Stored entries:
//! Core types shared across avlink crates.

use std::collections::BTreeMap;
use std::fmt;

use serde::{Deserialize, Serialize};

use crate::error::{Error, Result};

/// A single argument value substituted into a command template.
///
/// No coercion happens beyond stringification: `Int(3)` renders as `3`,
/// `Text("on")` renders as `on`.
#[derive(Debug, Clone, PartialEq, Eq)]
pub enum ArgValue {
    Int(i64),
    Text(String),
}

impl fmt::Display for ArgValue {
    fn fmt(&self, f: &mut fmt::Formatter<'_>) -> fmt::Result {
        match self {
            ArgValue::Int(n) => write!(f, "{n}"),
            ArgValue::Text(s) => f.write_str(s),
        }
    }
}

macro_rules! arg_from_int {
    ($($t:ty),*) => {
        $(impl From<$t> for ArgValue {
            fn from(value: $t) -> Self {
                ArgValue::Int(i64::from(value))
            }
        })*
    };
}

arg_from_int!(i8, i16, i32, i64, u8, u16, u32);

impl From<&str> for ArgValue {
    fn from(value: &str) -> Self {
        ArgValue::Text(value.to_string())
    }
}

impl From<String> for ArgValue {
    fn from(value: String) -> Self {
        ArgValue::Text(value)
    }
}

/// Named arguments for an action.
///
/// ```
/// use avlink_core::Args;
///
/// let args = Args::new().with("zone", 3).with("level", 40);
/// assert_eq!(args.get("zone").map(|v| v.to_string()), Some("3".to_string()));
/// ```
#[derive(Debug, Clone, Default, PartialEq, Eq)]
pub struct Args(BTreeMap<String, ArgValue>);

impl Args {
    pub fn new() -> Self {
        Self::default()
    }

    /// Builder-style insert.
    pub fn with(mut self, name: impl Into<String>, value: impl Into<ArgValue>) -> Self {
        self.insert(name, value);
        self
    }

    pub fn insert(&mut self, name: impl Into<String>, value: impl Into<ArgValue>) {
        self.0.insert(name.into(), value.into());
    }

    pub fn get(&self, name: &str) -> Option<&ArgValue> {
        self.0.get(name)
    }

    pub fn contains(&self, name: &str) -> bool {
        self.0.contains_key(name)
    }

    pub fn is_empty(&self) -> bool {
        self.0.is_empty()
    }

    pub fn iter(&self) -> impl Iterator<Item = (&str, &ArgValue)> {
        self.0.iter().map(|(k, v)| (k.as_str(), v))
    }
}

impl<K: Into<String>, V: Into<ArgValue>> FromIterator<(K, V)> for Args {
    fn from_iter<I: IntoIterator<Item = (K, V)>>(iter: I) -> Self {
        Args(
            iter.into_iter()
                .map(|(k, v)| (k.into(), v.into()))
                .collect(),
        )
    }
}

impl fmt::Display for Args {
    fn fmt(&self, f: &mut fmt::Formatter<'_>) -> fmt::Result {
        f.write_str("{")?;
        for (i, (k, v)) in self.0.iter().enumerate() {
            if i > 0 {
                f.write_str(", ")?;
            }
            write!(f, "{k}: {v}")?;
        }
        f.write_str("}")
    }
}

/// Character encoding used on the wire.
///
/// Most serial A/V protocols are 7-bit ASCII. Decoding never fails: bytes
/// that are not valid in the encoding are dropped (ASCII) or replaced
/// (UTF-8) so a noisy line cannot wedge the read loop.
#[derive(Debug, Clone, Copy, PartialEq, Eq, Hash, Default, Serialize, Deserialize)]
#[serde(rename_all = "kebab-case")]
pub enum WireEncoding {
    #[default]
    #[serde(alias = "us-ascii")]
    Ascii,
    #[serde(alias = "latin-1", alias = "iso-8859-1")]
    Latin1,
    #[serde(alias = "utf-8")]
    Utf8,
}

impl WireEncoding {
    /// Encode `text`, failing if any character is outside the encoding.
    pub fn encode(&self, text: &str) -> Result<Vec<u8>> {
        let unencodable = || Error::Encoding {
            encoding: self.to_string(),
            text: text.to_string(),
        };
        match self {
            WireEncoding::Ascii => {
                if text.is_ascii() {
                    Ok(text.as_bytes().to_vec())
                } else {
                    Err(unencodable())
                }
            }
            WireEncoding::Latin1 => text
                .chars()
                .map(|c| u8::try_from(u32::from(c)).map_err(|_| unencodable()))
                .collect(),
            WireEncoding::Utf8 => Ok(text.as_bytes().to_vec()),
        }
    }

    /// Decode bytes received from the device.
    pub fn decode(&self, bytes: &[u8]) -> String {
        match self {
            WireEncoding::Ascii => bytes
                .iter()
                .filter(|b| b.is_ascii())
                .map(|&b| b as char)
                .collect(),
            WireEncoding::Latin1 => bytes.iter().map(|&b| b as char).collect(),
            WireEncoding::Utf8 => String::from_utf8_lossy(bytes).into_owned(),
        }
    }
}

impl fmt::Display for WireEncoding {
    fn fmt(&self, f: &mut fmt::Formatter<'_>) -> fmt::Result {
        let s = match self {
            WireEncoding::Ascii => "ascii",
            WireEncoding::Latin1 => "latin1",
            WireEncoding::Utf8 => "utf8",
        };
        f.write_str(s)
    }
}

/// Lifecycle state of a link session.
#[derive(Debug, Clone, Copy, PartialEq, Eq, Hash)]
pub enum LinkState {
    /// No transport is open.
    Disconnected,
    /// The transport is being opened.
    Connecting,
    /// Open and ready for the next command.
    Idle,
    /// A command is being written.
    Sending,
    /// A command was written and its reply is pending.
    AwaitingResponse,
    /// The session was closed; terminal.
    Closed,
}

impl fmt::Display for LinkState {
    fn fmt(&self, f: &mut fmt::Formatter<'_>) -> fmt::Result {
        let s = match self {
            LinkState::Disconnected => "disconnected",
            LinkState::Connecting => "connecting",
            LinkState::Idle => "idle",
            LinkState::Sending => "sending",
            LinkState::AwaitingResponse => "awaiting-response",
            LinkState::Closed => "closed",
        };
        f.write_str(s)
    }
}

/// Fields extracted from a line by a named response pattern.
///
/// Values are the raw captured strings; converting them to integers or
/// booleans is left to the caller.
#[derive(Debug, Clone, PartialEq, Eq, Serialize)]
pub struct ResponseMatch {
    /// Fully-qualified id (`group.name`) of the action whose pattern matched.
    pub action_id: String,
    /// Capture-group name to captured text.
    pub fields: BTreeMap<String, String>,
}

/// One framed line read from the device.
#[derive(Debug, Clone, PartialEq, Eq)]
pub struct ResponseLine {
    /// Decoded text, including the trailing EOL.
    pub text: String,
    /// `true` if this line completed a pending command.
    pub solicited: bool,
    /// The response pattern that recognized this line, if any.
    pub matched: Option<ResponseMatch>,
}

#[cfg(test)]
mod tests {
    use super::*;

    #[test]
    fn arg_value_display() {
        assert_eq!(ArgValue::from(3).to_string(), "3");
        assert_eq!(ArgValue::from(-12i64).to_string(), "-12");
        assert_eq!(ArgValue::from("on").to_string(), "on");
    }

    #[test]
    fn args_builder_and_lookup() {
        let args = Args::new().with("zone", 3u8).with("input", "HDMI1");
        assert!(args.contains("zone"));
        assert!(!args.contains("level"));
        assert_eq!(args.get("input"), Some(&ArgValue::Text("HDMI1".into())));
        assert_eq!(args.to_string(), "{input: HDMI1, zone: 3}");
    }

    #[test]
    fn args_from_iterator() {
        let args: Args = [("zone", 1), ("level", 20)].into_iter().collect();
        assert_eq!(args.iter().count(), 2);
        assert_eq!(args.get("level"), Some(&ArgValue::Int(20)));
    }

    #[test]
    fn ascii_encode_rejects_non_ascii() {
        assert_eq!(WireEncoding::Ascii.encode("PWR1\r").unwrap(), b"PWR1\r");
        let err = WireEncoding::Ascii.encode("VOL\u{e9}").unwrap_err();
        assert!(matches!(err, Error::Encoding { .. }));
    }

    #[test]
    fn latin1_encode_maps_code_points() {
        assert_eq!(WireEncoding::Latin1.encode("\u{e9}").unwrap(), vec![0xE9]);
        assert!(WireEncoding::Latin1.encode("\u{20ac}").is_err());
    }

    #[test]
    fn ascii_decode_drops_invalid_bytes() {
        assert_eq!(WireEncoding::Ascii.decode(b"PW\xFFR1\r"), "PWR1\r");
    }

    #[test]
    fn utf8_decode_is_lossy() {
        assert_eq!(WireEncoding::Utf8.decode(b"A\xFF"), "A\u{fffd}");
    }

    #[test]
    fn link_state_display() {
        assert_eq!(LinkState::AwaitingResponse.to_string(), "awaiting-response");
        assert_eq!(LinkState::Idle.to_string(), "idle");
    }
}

§ **Directions for this task**
Copy out each line of the entries above that holds "being".

§ **Solution below**
    /// The transport is being opened.
    /// A command is being written.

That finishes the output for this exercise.